Phosphorylation of the integrin α4 cytoplasmic domain regulates paxillin binding

alpha4 integrins are essential for embryogenesis, hematopoiesis, inflammation, and immune response possibly because alpha (4) integrins have distinct signaling properties from other integrins. Specifically, the alpha (4) cytoplasmic domain binds tightly to paxillin, a signaling adaptor protein, leading to increased cell migration and an altered cytoskeletal organization that results in reduced cell spreading. The alpha (4) tail contains potential phosphorylation sites clustered in its core paxillin binding region. We now report that the alpha (4) tail is phosphorylated in vitro and in viva. Furthermore, Ser(988) is a major phosphorylation site.

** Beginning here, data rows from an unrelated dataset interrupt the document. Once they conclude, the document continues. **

//! Terminal interaction: download prompts and the progress line

use async_trait::async_trait;
use std::io::{self, BufRead, IsTerminal, Write};
use tokio::sync::mpsc::UnboundedReceiver;
use tokio::task::JoinHandle;
use tracing::debug;

use crate::domain::model::Tool;
use crate::engine::progress::{ChannelProgressSink, JobStatus, ProgressEvent};
use crate::ports::DownloadConsent;

/// Asks on the terminal before downloading a missing tool
pub struct PromptConsent;

impl PromptConsent {
    fn ask(tool: Tool) -> bool {
        let stdin = io::stdin();
        if !stdin.is_terminal() {
            debug!("stdin is not a terminal, not downloading {}", tool);
            return false;
        }

        let mut stderr = io::stderr();
        let _ = write!(
            stderr,
            "{} was not found. Download it now? [y/N] ",
            tool
        );
        let _ = stderr.flush();

        let mut answer = String::new();
        match stdin.lock().read_line(&mut answer) {
            Ok(_) => is_yes(&answer),
            Err(_) => false,
        }
    }
}

fn is_yes(answer: &str) -> bool {
    matches!(answer.trim().to_lowercase().as_str(), "y" | "yes")
}

#[async_trait]
impl DownloadConsent for PromptConsent {
    async fn approve(&self, tool: Tool) -> bool {
        tokio::task::spawn_blocking(move || Self::ask(tool))
            .await
            .unwrap_or(false)
    }
}

/// One-line progress display on stderr
pub fn render_progress(event: &ProgressEvent) -> String {
    const WIDTH: usize = 30;
    let filled = (event.fraction.clamp(0.0, 1.0) * WIDTH as f64).round() as usize;
    format!(
        "[{}{}] {:5.1}% {}",
        "#".repeat(filled),
        "-".repeat(WIDTH - filled),
        event.fraction * 100.0,
        event.status
    )
}

async fn draw(mut events: UnboundedReceiver<ProgressEvent>) {
    let mut stderr = io::stderr();
    let mut drew = false;
    while let Some(event) = events.recv().await {
        let _ = write!(stderr, "\r{}", render_progress(&event));
        let _ = stderr.flush();
        drew = true;
        if matches!(event.status, JobStatus::Finished | JobStatus::Failed) {
            break;
        }
    }
    if drew {
        let _ = writeln!(stderr);
    }
}

/// Progress bar fed through a channel; finishes when the sink is dropped
pub fn console_progress() -> (ChannelProgressSink, JoinHandle<()>) {
    let (sink, events) = ChannelProgressSink::channel();
    (sink, tokio::spawn(draw(events)))
}
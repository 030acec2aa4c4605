use assert_cmd::Command;
use predicates::prelude::*;
use std::path::Path;
use tempfile::TempDir;

/// Binary isolated from the caller's config, managed tools and fetch policy
fn kayclipper(workdir: &Path, bin_dir: &Path) -> Command {
    let mut cmd = Command::cargo_bin("kayclipper").unwrap();
    cmd.current_dir(workdir)
        .env("KAYCLIPPER_BIN_DIR", bin_dir)
        .env("KAYCLIPPER_FETCH_POLICY", "never")
        .env("KAYCLIPPER_LOG_LEVEL", "warn")
        .env_remove("KAYCLIPPER_CONFIG")
        .env_remove("RUST_LOG");
    cmd
}

fn scratch() -> (TempDir, std::path::PathBuf) {
    let dir = TempDir::new().unwrap();
    let bin_dir = dir.path().join("bin");
    (dir, bin_dir)
}

#[test]
fn test_help_lists_commands() {
    let (dir, bin_dir) = scratch();
    kayclipper(dir.path(), &bin_dir)
        .arg("--help")
        .assert()
        .success()
        .stdout(predicate::str::contains("clip"))
        .stdout(predicate::str::contains("deps"))
        .stdout(predicate::str::contains("probe"));
}

#[test]
fn test_clip_without_url_is_rejected() {
    let (dir, bin_dir) = scratch();
    kayclipper(dir.path(), &bin_dir)
        .args(["clip", "--output", "out.mp4"])
        .assert()
        .failure()
        .stderr(predicate::str::contains("Please provide a video URL"));
    assert!(!bin_dir.exists());
}

#[test]
fn test_clip_without_output_is_rejected() {
    let (dir, bin_dir) = scratch();
    kayclipper(dir.path(), &bin_dir)
        .args(["clip", "--url", "https://example.com/watch?v=abc"])
        .assert()
        .failure()
        .stderr(predicate::str::contains("Please provide an output file"));
}

#[test]
fn test_clip_with_reversed_range_is_rejected() {
    let (dir, bin_dir) = scratch();
    kayclipper(dir.path(), &bin_dir)
        .args([
            "clip",
            "--url",
            "https://example.com/watch?v=abc",
            "--start",
            "2:00",
            "--end",
            "1:00",
            "--output",
            "out.mp4",
        ])
        .assert()
        .failure()
        .stderr(predicate::str::contains("must be less than end time"));
    assert!(!bin_dir.exists());
}

#[test]
fn test_clip_with_bad_time_is_rejected() {
    let (dir, bin_dir) = scratch();
    kayclipper(dir.path(), &bin_dir)
        .args([
            "clip",
            "--url",
            "https://example.com/watch?v=abc",
            "--start",
            "abc",
            "--output",
            "out.mp4",
        ])
        .assert()
        .failure()
        .stderr(predicate::str::contains("Invalid start time format: 'abc'"));
}

#[test]
fn test_clip_with_unknown_format_is_rejected() {
    let (dir, bin_dir) = scratch();
    kayclipper(dir.path(), &bin_dir)
        .args([
            "clip",
            "--url",
            "https://example.com/watch?v=abc",
            "--format",
            "avi",
            "--output",
            "out",
        ])
        .assert()
        .failure()
        .stderr(predicate::str::contains("Unsupported format: 'avi'"));
}

#[test]
fn test_missing_config_file_fails() {
    let (dir, bin_dir) = scratch();
    kayclipper(dir.path(), &bin_dir)
        .args(["--config", "nowhere.toml", "probe"])
        .assert()
        .failure()
        .stderr(predicate::str::contains("Config file does not exist"));
}

#[test]
fn test_invalid_log_level_fails() {
    let (dir, bin_dir) = scratch();
    kayclipper(dir.path(), &bin_dir)
        .args(["--log-level", "loud", "probe"])
        .assert()
        .failure()
        .stderr(predicate::str::contains("Configuration error"));
}

#[test]
fn test_config_file_default_format_is_validated() {
    let (dir, bin_dir) = scratch();
    std::fs::write(
        dir.path().join("kayclipper.toml"),
        "[clipper]\ndefault_format = \"avi\"\n",
    )
    .unwrap();
    kayclipper(dir.path(), &bin_dir)
        .arg("probe")
        .assert()
        .failure()
        .stderr(predicate::str::contains("clipper.default_format"));
}

#[test]
fn test_probe_json_reports_os() {
    let (dir, bin_dir) = scratch();
    kayclipper(dir.path(), &bin_dir)
        .args(["probe", "--json"])
        .assert()
        .success()
        .stdout(predicate::str::contains("\"os\""))
        .stdout(predicate::str::contains("\"plan\""));
}

#[cfg(unix)]
mod with_stand_in_tools {
    use super::*;
    use std::fs;
    use std::os::unix::fs::PermissionsExt;

    fn install_script(dir: &Path, name: &str, body: &str) {
        fs::create_dir_all(dir).unwrap();
        let path = dir.join(name);
        fs::write(&path, format!("#!/bin/sh\n{}\n", body)).unwrap();
        fs::set_permissions(&path, fs::Permissions::from_mode(0o755)).unwrap();
    }

    fn install_tools(bin_dir: &Path, downloader_body: &str) {
        install_script(bin_dir, "ffmpeg", "exit 0");
        install_script(
            bin_dir,
            "yt-dlp",
            &format!(
                "if [ \"$1\" = \"--version\" ]; then echo 2024.01.01; exit 0; fi\n{}",
                downloader_body
            ),
        );
    }

    /// Empty search path so only the managed directory is considered
    fn isolated(workdir: &Path, bin_dir: &Path) -> Command {
        let mut cmd = kayclipper(workdir, bin_dir);
        cmd.env("PATH", workdir.join("empty-path"));
        cmd
    }

    #[test]
    fn test_deps_without_tools_and_fetch_disabled_fails() {
        let (dir, bin_dir) = scratch();
        isolated(dir.path(), &bin_dir)
            .arg("deps")
            .assert()
            .failure()
            .stderr(predicate::str::contains("was not downloaded"));
    }

    #[test]
    fn test_deps_finds_managed_tools() {
        let (dir, bin_dir) = scratch();
        install_tools(&bin_dir, "exit 0");
        isolated(dir.path(), &bin_dir)
            .args(["deps", "--json"])
            .assert()
            .success()
            .stdout(predicate::str::contains("\"downloader\""))
            .stdout(predicate::str::contains(bin_dir.join("yt-dlp").to_str().unwrap()));
    }

    #[test]
    fn test_clip_runs_downloader() {
        let (dir, bin_dir) = scratch();
        install_tools(
            &bin_dir,
            "echo '[download]  50.0% of 10.00MiB'\necho '[download] 100.0% of 10.00MiB'\nexit 0",
        );
        isolated(dir.path(), &bin_dir)
            .args([
                "clip",
                "--url",
                "https://example.com/watch?v=abc",
                "--start",
                "10",
                "--end",
                "20",
                "--output",
                "clip.mkv",
                "--format",
                "mp4",
                "--no-hwaccel",
            ])
            .assert()
            .success()
            .stdout(predicate::str::contains("Clip saved to:"))
            .stdout(predicate::str::contains("clip.mp4"));
    }

    #[test]
    fn test_clip_json_report() {
        let (dir, bin_dir) = scratch();
        install_tools(&bin_dir, "exit 0");
        isolated(dir.path(), &bin_dir)
            .args([
                "clip",
                "--url",
                "https://example.com/watch?v=abc",
                "--format",
                "mp3",
                "--output",
                "song",
                "--json",
            ])
            .assert()
            .success()
            .stdout(predicate::str::contains("\"status\": \"success\""))
            .stdout(predicate::str::contains("song.mp3"));
    }

    #[test]
    fn test_clip_failure_shows_downloader_stderr() {
        let (dir, bin_dir) = scratch();
        install_tools(
            &bin_dir,
            "echo 'ERROR: [generic] Unsupported URL: https://example.com' >&2\nexit 1",
        );
        isolated(dir.path(), &bin_dir)
            .args([
                "clip",
                "--url",
                "https://example.com",
                "--output",
                "clip.mp4",
                "--no-hwaccel",
            ])
            .assert()
            .failure()
            .stderr(predicate::str::contains("downloader exited with code 1"))
            .stderr(predicate::str::contains("Unsupported URL"));
    }
}
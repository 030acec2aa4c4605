// Adapters - External system implementations

pub mod dependency_resolver;
pub mod exec_process;
pub mod gpu_probe;
pub mod http_fetch;
pub mod toml_config;
pub mod tracing_log;

// Re-export adapters
pub use dependency_resolver::DependencyResolver;
pub use exec_process::TokioProcessRunner;
pub use gpu_probe::SystemGpuProbe;
pub use http_fetch::HttpArtifactSource;
pub use toml_config::TomlConfigAdapter;
pub use tracing_log::TracingProgressSink;
//! KayClipper Library
//!
//! Clips a time range out of an online video: yt-dlp fetches and cuts the
//! section, ffmpeg re-encodes it, on the GPU when the host has one.

pub mod adapters;
pub mod app;
pub mod cli;
pub mod config_initialization;
pub mod domain;
pub mod engine;
pub mod error;
pub mod planner;
pub mod ports;
pub mod utils;

// Re-export commonly used types
pub use domain::errors::{DomainError, ValidationError};
pub use domain::model::{
    ClipRequest, Container, FailureReason, GpuInfo, GpuVendor, HardwarePlan, HostOs, JobOutcome,
    Quality, TimeSpec, TimeWindow, Tool, ToolPaths,
};
pub use domain::rules::{ClipRequestBuilder, RawClipForm};
pub use error::{ClipperError, ClipperResult};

Using antibodies specific for Ser(988)- phosphorylated alpha (4), we found the stoichiometry of a4 phosphorylation varied in different cells. However, > 60% of a4 was phosphorylated in Jurkat T cells. Phosphorylation at Ser(988) blocked paxillin binding to the alpha (4) tail. A phosphorylation-mimicking mutant of alpha (4) (alpha (4)S988D) blocked paxillin binding and reversed the inhibitory effect of alpha (4) on cell spreading. Consequently, alpha (4) phosphorylation is a biochemical mechanism to modulate paxillin binding to alpha (4) integrins with consequent regulation of alpha (4) integrin-dependent cellular functions.